### What you are asked to do
Sort through the data and copy the lines holding the word "apply".

(Records shown begins)

//! Tests for CalculatorService: allocation, affordability, sync and resets

use rstest::{fixture, rstest};

use xpcalc::application::services::CalculatorService;
use xpcalc::domain::{EntryId, Kind, PerkType};
use xpcalc::util::testing;
use xpcalc::{Intent, Rules};

#[fixture]
fn service() -> CalculatorService {
    testing::init_test_setup();
    CalculatorService::new(Rules::default())
}

fn current(service: &CalculatorService, id: EntryId) -> u32 {
    service.store().get(id).expect("entry exists").current()
}

/// Session with sync off and a manual XP pool.
fn with_xp(mut service: CalculatorService, xp: u32) -> CalculatorService {
    service.toggle_sync(false);
    service.set_xp(&xp.to_string());
    assert_eq!(service.available(), xp);
    service
}

#[rstest]
fn given_level_five_with_sync_when_viewing_then_sixty_points_remain(
    mut service: CalculatorService,
) {
    // Arrange
    service.set_level("5");

    // Act
    let view = service.view();

    // Assert
    assert_eq!(view.ledger.available, 60);
    assert_eq!(view.entries.iter().filter(|e| e.kind == Kind::Stat).count(), 7);
    assert!(view.entries.iter().all(|e| e.base == 1 && e.current == 1 && e.cost == 0));
    assert_eq!(view.ledger.remaining, 60);
}

#[rstest]
fn given_stat_incremented_three_times_when_incrementing_again_then_fourth_step_is_bought(
    mut service: CalculatorService,
) {
    // Arrange
    service.set_level("5");
    let id = EntryId::Stat(0);

    // Act
    for _ in 0..3 {
        assert!(service.increment(id));
    }

    // Assert
    let view = service.view();
    let entry = view.entry(id).unwrap();
    assert_eq!((entry.current, entry.cost), (4, 18));
    assert_eq!(view.ledger.remaining, 42);
    assert!(entry.can_increment);

    assert!(service.increment(id));
    assert_eq!(current(&service, id), 5);
    assert_eq!(service.ledger().remaining, 30);
}

#[rstest]
fn given_five_points_when_buying_perk_levels_then_third_level_is_refused(
    service: CalculatorService,
) {
    // Arrange
    let mut service = with_xp(service, 5);
    let perk = service.add_perk("Sneak");

    // Act + Assert
    assert!(service.increment(perk));
    assert_eq!(service.ledger().remaining, 4);
    assert!(service.increment(perk));
    assert_eq!(service.ledger().remaining, 2);

    assert!(!service.can_increment(perk));
    assert!(!service.increment(perk));
    assert_eq!(current(&service, perk), 2);
    assert_eq!(service.ledger().remaining, 2);
}

#[rstest]
fn given_increment_not_allowed_when_incrementing_then_state_is_unchanged(
    service: CalculatorService,
) {
    let mut service = with_xp(service, 3);
    let id = EntryId::Stat(3);
    assert!(service.increment(id));
    let before = service.view();

    assert!(!service.view().entry(id).unwrap().can_increment);
    assert!(!service.apply(&Intent::Increment(id)));

    assert_eq!(service.view(), before);
}

#[rstest]
fn given_entry_when_decrementing_then_incrementing_then_round_trips(
    mut service: CalculatorService,
) {
    service.set_level("20");
    let id = EntryId::Stat(1);
    service.increment(id);
    service.increment(id);
    let before = service.view();

    assert!(service.decrement(id));
    assert!(service.increment(id));

    assert_eq!(service.view(), before);
}

#[rstest]
fn given_entry_at_base_when_decrementing_then_noop(mut service: CalculatorService) {
    let id = EntryId::Stat(2);
    assert!(!service.can_decrement(id));
    assert!(!service.decrement(id));
    assert_eq!(current(&service, id), 1);
}

#[rstest]
fn given_any_session_when_viewing_then_affordance_matches_increment_outcome(
    service: CalculatorService,
) {
    let mut service = with_xp(service, 17);
    let perk = service.add_perk("");
    service.set_base(EntryId::Stat(0), "5");

    for _ in 0..12 {
        let view = service.view();
        for entry in &view.entries {
            let mut probe = service.clone();
            assert_eq!(
                probe.increment(entry.id),
                entry.can_increment,
                "{} at {}",
                entry.label,
                entry.current
            );
            assert!(probe.ledger().remaining >= 0);
        }
        service.increment(perk);
        service.increment(EntryId::Stat(4));
    }
}

#[rstest]
fn given_spent_points_when_resetting_allocated_then_refunds_and_is_idempotent(
    mut service: CalculatorService,
) {
    service.set_level("30");
    service.set_base(EntryId::Stat(0), "3");
    service.increment(EntryId::Stat(0));
    let perk = service.add_perk("Sneak");
    service.increment(perk);
    service.increment(perk);

    assert!(service.reset_allocated());
    let once = service.view();
    assert!(!service.reset_allocated());
    let twice = service.view();

    assert_eq!(once, twice);
    assert_eq!(once.ledger.spent_stats + once.ledger.spent_perks, 0);
    let stat = once.entry(EntryId::Stat(0)).unwrap();
    assert_eq!((stat.base, stat.current), (3, 3));
    assert_eq!(once.entry(perk).unwrap().current, 0);
}

#[rstest]
fn given_modified_session_when_resetting_all_then_values_reset_but_perks_stay(
    service: CalculatorService,
) {
    let mut service = with_xp(service, 500);
    service.set_level("12");
    service.set_base(EntryId::Stat(6), "4");
    let perk = service.add_perk("Gunslinger");
    service.set_perk_type(perk, PerkType::Ability);
    service.set_base(perk, "2");
    service.increment(perk);

    service.reset_all();

    let view = service.view();
    assert_eq!(view.sync.level, 1);
    assert!(view.sync.sync_enabled);
    assert_eq!(view.ledger.available, 36);
    assert!(view
        .entries
        .iter()
        .filter(|e| e.kind == Kind::Stat)
        .all(|e| e.base == 1 && e.current == 1));
    let perk_view = view.entry(perk).expect("perk kept");
    assert_eq!((perk_view.base, perk_view.current), (0, 0));
    assert_eq!(perk_view.name, "Gunslinger");
}

#[rstest]
fn given_removed_perk_when_viewing_then_its_cost_is_gone(mut service: CalculatorService) {
    service.set_level("10");
    let keep = service.add_perk("keep");
    let dropped = service.add_perk("drop");
    service.increment(keep);
    service.increment(dropped);
    service.increment(dropped);
    assert_eq!(service.ledger().spent_perks, 1 + 3);

    assert!(service.remove_perk(dropped));

    let view = service.view();
    assert_eq!(view.ledger.spent_perks, 1);
    assert!(view.entry(dropped).is_none());
    let perks: Vec<_> = view.entries.iter().filter(|e| e.kind == Kind::Perk).collect();
    assert_eq!(perks.len(), 1);
    assert_eq!(perks[0].id, keep);
    assert_eq!(perks[0].label, "p1");
}

#[rstest]
fn given_stat_cannot_be_removed_when_removing_then_noop(mut service: CalculatorService) {
    assert!(!service.remove_perk(EntryId::Stat(0)));
    assert_eq!(service.store().stats().len(), 7);
}

#[rstest]
fn given_lowered_base_when_viewing_then_current_kept_and_alert_raised(
    mut service: CalculatorService,
) {
    // Arrange: base 5 costs nothing
    let id = EntryId::Stat(0);
    service.set_base(id, "5");
    assert_eq!(service.ledger().remaining, 36);

    // Act: lowering base keeps current, so levels 2..=5 are now paid for
    service.set_base(id, "1");

    // Assert
    let view = service.view();
    let entry = view.entry(id).unwrap();
    assert_eq!((entry.base, entry.current, entry.cost), (1, 5, 30));
    assert_eq!(view.ledger.remaining, 6);
    assert!(!view.ledger.remaining_is_negative);

    service.set_base(EntryId::Stat(1), "6");
    service.set_base(EntryId::Stat(1), "1");
    let view = service.view();
    assert_eq!(view.ledger.remaining, 6 - 45);
    assert!(view.ledger.remaining_is_negative);
    assert!(view.entries.iter().all(|e| !e.can_increment));
}

#[rstest]
fn given_sync_on_when_setting_xp_then_ignored_until_sync_off(mut service: CalculatorService) {
    service.set_level("3");
    assert!(!service.apply(&Intent::SetXp("400".into())));
    assert_eq!(service.available(), 48);

    assert!(service.apply(&Intent::ToggleSync(false)));
    assert_eq!(service.available(), 48);
    assert!(service.apply(&Intent::SetXp("400".into())));
    assert_eq!(service.available(), 400);

    service.apply(&Intent::SetLevel("7".into()));
    assert_eq!(service.available(), 400);

    service.apply(&Intent::ToggleSync(true));
    assert_eq!(service.available(), 72);
}

#[rstest]
#[case("abc", 0)]
#[case("-10", 0)]
#[case("123456", 9999)]
#[case("250", 250)]
fn given_raw_xp_when_sync_off_then_clamps(
    mut service: CalculatorService,
    #[case] raw: &str,
    #[case] expected: u32,
) {
    service.toggle_sync(false);
    service.set_xp(raw);
    assert_eq!(service.view().ledger.available, expected);
}

#[rstest]
fn given_perk_metadata_intents_when_applied_then_view_reflects_them(
    mut service: CalculatorService,
) {
    service.apply(&Intent::AddPerk { name: "Iron Fist".into() });
    let perk = service.store().perk_at(0).unwrap();
    service.apply(&Intent::SetPerkType(perk, PerkType::Ability));
    service.apply(&Intent::RenamePerk(perk, "Iron Fist II".into()));

    let view = service.view();
    let entry = view.entry(perk).unwrap();
    assert_eq!(entry.name, "Iron Fist II");
    assert_eq!(entry.perk_type, Some(PerkType::Ability));
    assert_eq!(entry.kind, Kind::Perk);
}

#[rstest]
fn given_custom_rules_when_viewing_then_uses_their_tables() {
    let rules = Rules::new(
        vec![0, 0, 10],
        vec![0, 5, 5],
        0,
        10,
        9999,
        10,
        vec!["Might".into(), "Wits".into()],
    )
    .expect("valid rules");
    let mut service = CalculatorService::new(rules);
    service.set_level("2");

    assert!(service.increment(EntryId::Stat(0)));
    assert!(!service.increment(EntryId::Stat(0)));
    let view = service.view();
    assert_eq!(view.entries.len(), 2);
    assert_eq!(view.ledger.remaining, 10);
    assert!(!view.entry(EntryId::Stat(0)).unwrap().can_increment);
}

#[rstest]
#[case("")]
#[case("50")]
#[case("-1")]
fn given_single_level_range_when_setting_level_then_stays_at_one(#[case] raw: &str) {
    let rules = Rules::new(
        vec![0, 0, 3],
        vec![0, 1, 2],
        30,
        6,
        9999,
        1,
        vec!["Might".into()],
    )
    .expect("valid rules");
    assert_eq!(rules.max_character_level(), 1);
    let mut service = CalculatorService::new(rules);

    service.set_level(raw);

    assert_eq!(service.sync_state().level, 1);
    assert_eq!(service.available(), 36);
}
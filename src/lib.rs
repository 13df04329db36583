//! Point-allocation calculator
//!
//! Spend a pool of experience points on a fixed list of stats and a
//! growable list of perks. Each level has an incremental cost taken from a
//! per-kind table; the engine keeps every entry in range and refuses any
//! purchase the remaining points cannot cover.
//!
//! Layers:
//! - [`domain`]: cost model, entries, store, ledger, level/XP sync
//! - [`application`]: the calculator service and its intents
//! - [`config`]: layered settings
//! - [`cli`]: terminal presentation layer

pub mod application;
pub mod cli;
pub mod config;
pub mod domain;
pub mod exitcode;
pub mod util;

pub use application::services::{CalculatorService, CalculatorView};
pub use application::Intent;
pub use domain::{EntryId, Kind, Rules};
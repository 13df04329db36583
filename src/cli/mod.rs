//! CLI layer: argument parsing, command dispatch and rendering

pub mod args;
pub mod commands;
pub mod error;
pub mod output;
pub mod parse;
pub mod render;

pub use args::{Cli, Commands};
pub use error::{CliError, CliResult};
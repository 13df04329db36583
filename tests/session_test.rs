//! Tests for the text presentation layer: parsing, sessions and eval

use std::io::Cursor;

use rstest::rstest;

use xpcalc::application::services::CalculatorService;
use xpcalc::cli::commands::{eval_intents, run_session};
use xpcalc::cli::parse::{parse_line, resolve, Command};
use xpcalc::cli::CliError;
use xpcalc::config::Settings;
use xpcalc::domain::{EntryId, PerkType};
use xpcalc::util::testing;
use xpcalc::Intent;

fn session() -> CalculatorService {
    testing::init_test_setup();
    colored::control::set_override(false);
    CalculatorService::default().with_initial_perks(2)
}

fn run(service: &mut CalculatorService, script: &str) -> String {
    let mut out = Vec::new();
    run_session(service, Cursor::new(script), &mut out, false).expect("session runs");
    String::from_utf8(out).expect("utf8 output")
}

#[rstest]
#[case("s1", EntryId::Stat(0))]
#[case("S7", EntryId::Stat(6))]
#[case("luck", EntryId::Stat(6))]
#[case("Perception", EntryId::Stat(1))]
fn given_stat_reference_when_resolving_then_finds_stat(
    #[case] reference: &str,
    #[case] expected: EntryId,
) {
    assert_eq!(resolve(reference, &session()).unwrap(), expected);
}

#[rstest]
#[case("s0")]
#[case("s8")]
#[case("p3")]
#[case("Charm")]
#[case("")]
fn given_unknown_reference_when_resolving_then_invalid_args(#[case] reference: &str) {
    assert!(matches!(
        resolve(reference, &session()),
        Err(CliError::InvalidArgs(_))
    ));
}

#[test]
fn given_perk_position_when_resolving_then_follows_removals() {
    let mut service = session();
    let second = service.store().perk_at(1).unwrap();
    let first = service.store().perk_at(0).unwrap();
    service.remove_perk(first);

    assert_eq!(resolve("p1", &service).unwrap(), second);
}

#[rstest]
#[case("inc s1", Intent::Increment(EntryId::Stat(0)))]
#[case("+ strength", Intent::Increment(EntryId::Stat(0)))]
#[case("- s2", Intent::Decrement(EntryId::Stat(1)))]
#[case("base s3 4", Intent::SetBase(EntryId::Stat(2), "4".into()))]
#[case("level 5", Intent::SetLevel("5".into()))]
#[case("xp  120 ", Intent::SetXp("120".into()))]
#[case("sync off", Intent::ToggleSync(false))]
#[case("reset", Intent::ResetAll)]
#[case("reset-alloc", Intent::ResetAllocated)]
#[case("add Iron Fist", Intent::AddPerk { name: "Iron Fist".into() })]
#[case("add", Intent::AddPerk { name: String::new() })]
fn given_intent_line_when_parsing_then_yields_intent(#[case] line: &str, #[case] expected: Intent) {
    let parsed = parse_line(line, &session()).unwrap();
    assert_eq!(parsed, Some(Command::Intent(expected)));
}

#[test]
fn given_perk_lines_when_parsing_then_resolve_perk_handles() {
    let service = session();
    let p2 = service.store().perk_at(1).unwrap();

    assert_eq!(
        parse_line("type p2 ability", &service).unwrap(),
        Some(Command::Intent(Intent::SetPerkType(p2, PerkType::Ability)))
    );
    assert_eq!(
        parse_line("name p2 Quick Hands", &service).unwrap(),
        Some(Command::Intent(Intent::RenamePerk(p2, "Quick Hands".into())))
    );
    assert_eq!(
        parse_line("rm p2", &service).unwrap(),
        Some(Command::Intent(Intent::RemovePerk(p2)))
    );
}

#[rstest]
#[case("")]
#[case("   ")]
#[case("# comment")]
fn given_blank_or_comment_when_parsing_then_none(#[case] line: &str) {
    assert_eq!(parse_line(line, &session()).unwrap(), None);
}

#[rstest]
#[case("jump s1")]
#[case("inc")]
#[case("inc s1 s2")]
#[case("base s1")]
#[case("level")]
#[case("sync maybe")]
#[case("type p1 feat")]
fn given_malformed_line_when_parsing_then_errors(#[case] line: &str) {
    assert!(parse_line(line, &session()).is_err());
}

#[test]
fn given_script_when_running_session_then_renders_after_each_intent() {
    let mut service = session();

    let output = run(&mut service, "level 5\ninc s1\ninc s1\ninc s1\nshow\nquit\ninc s1\n");

    assert_eq!(service.store().get(EntryId::Stat(0)).unwrap().current(), 4);
    assert!(output.contains("remaining 42"), "{output}");
    // initial render + 4 intents + show
    assert_eq!(output.matches("available").count(), 6, "{output}");
}

#[test]
fn given_bad_line_when_running_session_then_warns_and_continues() {
    let mut service = session();

    let output = run(&mut service, "fly s1\ninc s9\nlevel 2\n");

    assert_eq!(output.matches("Warning").count(), 2, "{output}");
    assert_eq!(service.available(), 42);
}

#[test]
fn given_refused_intent_when_running_session_then_reports_no_change() {
    let mut service = session();

    let output = run(&mut service, "dec s1\n");

    assert!(output.contains("(no change)"), "{output}");
}

#[test]
fn given_non_ascii_stat_name_when_resolving_then_ignores_case() {
    let settings = Settings {
        stats: vec!["Luck".into(), "Ärger".into()],
        ..Settings::default()
    };
    let intents = vec!["level 10".to_string(), "inc ärger".to_string(), "+ ÄRGER".to_string()];

    let service = eval_intents(&settings, &intents).expect("eval");

    assert_eq!(service.store().get(EntryId::Stat(1)).unwrap().current(), 3);
    assert_eq!(service.store().get(EntryId::Stat(0)).unwrap().current(), 1);
}

#[test]
fn given_reference_shaped_stat_name_when_evaluating_then_config_error() {
    let settings = Settings {
        stats: vec!["Luck".into(), "S1".into()],
        ..Settings::default()
    };

    let result = eval_intents(&settings, &["inc S1".to_string()]);

    match result {
        Err(e) => assert_eq!(e.exit_code(), xpcalc::exitcode::CONFIG),
        Ok(_) => panic!("reference-shaped stat name accepted"),
    }
}

#[test]
fn given_intents_when_evaluating_then_applies_in_order() {
    testing::init_test_setup();
    let intents: Vec<String> = ["sync off", "xp 5", "inc p1", "inc p1", "inc p1"]
        .iter()
        .map(|s| s.to_string())
        .collect();

    let service = eval_intents(&Settings::default(), &intents).expect("eval");

    let view = service.view();
    assert_eq!(view.ledger.available, 5);
    assert_eq!(view.ledger.spent_perks, 3);
    assert_eq!(view.ledger.remaining, 2);
}

#[test]
fn given_bad_intent_when_evaluating_then_invalid_args() {
    let intents = vec!["inc s1".to_string(), "inc nobody".to_string()];

    let result = eval_intents(&Settings::default(), &intents);

    match result {
        Err(e @ CliError::InvalidArgs(_)) => {
            assert!(e.to_string().contains("intent 2"), "{e}");
            assert_eq!(e.exit_code(), xpcalc::exitcode::USAGE);
        }
        other => panic!("expected invalid args, got {other:?}"),
    }
}

#[test]
fn given_session_command_when_evaluating_then_usage_error() {
    let intents = vec!["show".to_string()];
    assert!(matches!(
        eval_intents(&Settings::default(), &intents),
        Err(CliError::Usage(_))
    ));
}

#[test]
fn given_view_when_serializing_to_toml_then_contains_ledger_and_entries() {
    let mut service = session();
    service.set_level("5");
    service.increment(EntryId::Stat(0));

    let text = toml::to_string_pretty(&service.view()).expect("serialize view");

    assert!(text.contains("remaining = 57"), "{text}");
    assert!(text.contains("remaining_is_negative = false"), "{text}");
    assert!(text.contains("label = \"p2\""), "{text}");
    assert!(text.contains("perk_type = \"trait\""), "{text}");
    assert!(text.contains("sync_enabled = true"), "{text}");
}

(Records shown ends)

### Answer area
    assert!(!service.apply(&Intent::Increment(id)));
    assert!(!service.apply(&Intent::SetXp("400".into())));
    assert!(service.apply(&Intent::ToggleSync(false)));
    assert!(service.apply(&Intent::SetXp("400".into())));
    service.apply(&Intent::SetLevel("7".into()));
    service.apply(&Intent::ToggleSync(true));
    service.apply(&Intent::AddPerk { name: "Iron Fist".into() });
    service.apply(&Intent::SetPerkType(perk, PerkType::Ability));
    service.apply(&Intent::RenamePerk(perk, "Iron Fist II".into()));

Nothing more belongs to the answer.